_Goal of the exercise_: Look through the entries below, please, and copy every line with the word "mutated".

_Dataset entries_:
# # # # # # #
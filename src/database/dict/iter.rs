//! The two mutation-aware cursor styles from §4.5, as external iterators:
//! neither holds a borrow of the `Dict` between calls, which is what lets a
//! caller mutate the dictionary while one of these is "live" — exactly the
//! hazard the unsafe flavor is built to detect and the safe flavor is built
//! to tolerate.

use std::hash::{BuildHasher, Hash};

use super::dict::Dict;

/// Walks bucket-order, chaining through the current bucket (by position,
/// re-walked from the bucket head each call) before advancing to the next
/// bucket, switching from `ht[0]` to `ht[1]` mid-walk if a rehash is armed.
/// Shared by both iterator flavors below.
struct Cursor {
    table_idx: usize,
    bucket_idx: usize,
    chain_pos: usize,
}

impl Cursor {
    fn new() -> Self {
        Cursor {
            table_idx: 0,
            bucket_idx: 0,
            chain_pos: 0,
        }
    }

    fn advance<'d, K, V, S>(
        &mut self,
        dict: &'d Dict<K, V, S>,
    ) -> Option<(&'d K, &'d V)>
    where
        K: Hash + Eq,
        S: BuildHasher,
    {
        loop {
            let table = dict.table(self.table_idx);

            if self.bucket_idx >= table.size() {
                if self.table_idx == 0 && dict.is_rehashing() {
                    self.table_idx = 1;
                    self.bucket_idx = 0;
                    self.chain_pos = 0;
                    continue;
                }
                return None;
            }

            let mut cur = table.bucket(self.bucket_idx);
            for _ in 0..self.chain_pos {
                match cur {
                    Some(node) => cur = node.next.as_deref(),
                    None => break,
                }
            }

            match cur {
                Some(node) => {
                    self.chain_pos += 1;
                    return Some((&node.key, &node.val));
                }
                None => {
                    self.bucket_idx += 1;
                    self.chain_pos = 0;
                }
            }
        }
    }
}

/// The hazard-carrying iterator (`dictGetIterator` in the original). Taking
/// one does **not** stop the dictionary from being mutated — that's the
/// point being demonstrated — but [`DictIterator::release`] recomputes the
/// dictionary's shape fingerprint and panics if it no longer matches the one
/// captured on the first [`DictIterator::next`] call.
pub struct DictIterator<K, V, S> {
    cursor: Cursor,
    fingerprint: Option<u64>,
    _marker: std::marker::PhantomData<fn() -> (K, V, S)>,
}

impl<K, V, S> DictIterator<K, V, S>
where
    K: Hash + Eq,
    S: BuildHasher,
{
    pub(crate) fn new() -> Self {
        DictIterator {
            cursor: Cursor::new(),
            fingerprint: None,
            _marker: std::marker::PhantomData,
        }
    }

    /// Advances the cursor by one entry, computing the shape fingerprint on
    /// the very first call.
    pub fn next<'d>(
        &mut self,
        dict: &'d Dict<K, V, S>,
    ) -> Option<(&'d K, &'d V)> {
        if self.fingerprint.is_none() {
            self.fingerprint = Some(dict.fingerprint());
        }
        self.cursor.advance(dict)
    }

    /// Ends the iteration. Panics if `dict`'s shape changed since the first
    /// `next()` call — the original's "programming error, abort in
    /// debug/test builds" stance for unsafe-iterator misuse.
    pub fn release(self, dict: &Dict<K, V, S>) {
        if let Some(expected) = self.fingerprint {
            let actual = dict.fingerprint();
            if actual != expected {
                tracing::error!(
                    expected,
                    actual,
                    "dictionary mutated during unsafe iteration"
                );
            }
            assert_eq!(
                actual, expected,
                "dictionary was mutated during unsafe iteration (fingerprint mismatch)"
            );
        }
    }
}

/// The mutation-tolerant iterator (`dictGetSafeIterator`). Its first `next()`
/// call pauses incremental rehashing on `dict`; [`SafeIter::release`] resumes
/// it. Any other mutation is fine — the cursor just re-walks by position, so
/// deleting the entry just yielded is always safe, and other concurrent
/// inserts/removals may cause entries to be skipped or revisited rather than
/// corrupting anything.
pub struct SafeIter<K, V, S> {
    cursor: Cursor,
    paused: bool,
    _marker: std::marker::PhantomData<fn() -> (K, V, S)>,
}

impl<K, V, S> SafeIter<K, V, S>
where
    K: Hash + Eq,
    S: BuildHasher,
{
    pub(crate) fn new() -> Self {
        SafeIter {
            cursor: Cursor::new(),
            paused: false,
            _marker: std::marker::PhantomData,
        }
    }

    pub fn next<'d>(
        &mut self,
        dict: &'d mut Dict<K, V, S>,
    ) -> Option<(&'d K, &'d V)> {
        if !self.paused {
            dict.pause_rehashing();
            self.paused = true;
        }
        let dict: &'d Dict<K, V, S> = dict;
        self.cursor.advance(dict)
    }

    pub fn release(mut self, dict: &mut Dict<K, V, S>) {
        if self.paused {
            dict.resume_rehashing();
            self.paused = false;
        }
    }
}
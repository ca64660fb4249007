use serde::{Deserialize, Serialize};

/// One entry in a bucket's collision chain.
///
/// Stands in for the original's heap-allocated entry with an explicit
/// tagged-union value slot: here the value slot is simply the caller's `V`
/// type parameter, and ownership/destruction is ordinary Rust `Drop` rather
/// than an explicit callback.
#[derive(Debug, Clone, Serialize, Deserialize)]
pub struct DictNode<K, V> {
    pub(crate) key: K,
    pub(crate) val: V,
    pub(crate) next: Option<Box<DictNode<K, V>>>,
}

impl<K, V> DictNode<K, V> {
    pub(crate) fn new(
        key: K,
        val: V,
        next: Option<Box<DictNode<K, V>>>,
    ) -> Box<Self> {
        Box::new(DictNode { key, val, next })
    }

    /// The entry's key.
    #[inline]
    pub fn key(&self) -> &K {
        &self.key
    }

    /// The entry's value.
    #[inline]
    pub fn value(&self) -> &V {
        &self.val
    }

    /// A mutable reference to the entry's value.
    #[inline]
    pub fn value_mut(&mut self) -> &mut V {
        &mut self.val
    }

    /// A raw address identifying this node's heap allocation, stable for its
    /// lifetime. Used by callers that want to key a secondary index off the
    /// entry itself (`find_by_node_ptr`), matching the original's pointer-keyed
    /// expire tables.
    #[inline]
    pub fn node_ptr(&self) -> usize {
        self as *const Self as usize
    }
}
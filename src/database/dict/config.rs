use serde::{Deserialize, Serialize};

/// Compile-time defaults for the dictionary's tunables, overridable per
/// instance by the embedder.
///
/// Mirrors the role `Settings` plays in the reference workspace: a plain,
/// serializable value the embedder can snapshot for telemetry or tweak at
/// construction time, rather than a set of hardcoded constants.
#[derive(Debug, Clone, Copy, PartialEq, Eq, Serialize, Deserialize)]
pub struct DictConfig {
    /// Smallest table size a dictionary ever expands to (a power of two).
    pub initial_size: usize,
    /// Load-factor threshold (`used / size`) above which expansion proceeds
    /// even while global resizing is disabled.
    pub force_resize_ratio: usize,
    /// How many empty buckets `rehash(n)` may visit, per requested bucket
    /// `n`, before yielding — bounds worst-case time when the old table is
    /// sparse.
    pub rehash_empty_visit_multiplier: usize,
}

impl DictConfig {
    pub const DEFAULT_INITIAL_SIZE: usize = 4;
    pub const DEFAULT_FORCE_RESIZE_RATIO: usize = 5;
    pub const DEFAULT_REHASH_EMPTY_VISIT_MULTIPLIER: usize = 10;
}

impl Default for DictConfig {
    fn default() -> Self {
        DictConfig {
            initial_size: Self::DEFAULT_INITIAL_SIZE,
            force_resize_ratio: Self::DEFAULT_FORCE_RESIZE_RATIO,
            rehash_empty_visit_multiplier: Self::DEFAULT_REHASH_EMPTY_VISIT_MULTIPLIER,
        }
    }
}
# # # # # # #
_Solution for this problem_:
/// one does **not** stop the dictionary from being mutated — that's the
                    "dictionary mutated during unsafe iteration"
                "dictionary was mutated during unsafe iteration (fingerprint mismatch)"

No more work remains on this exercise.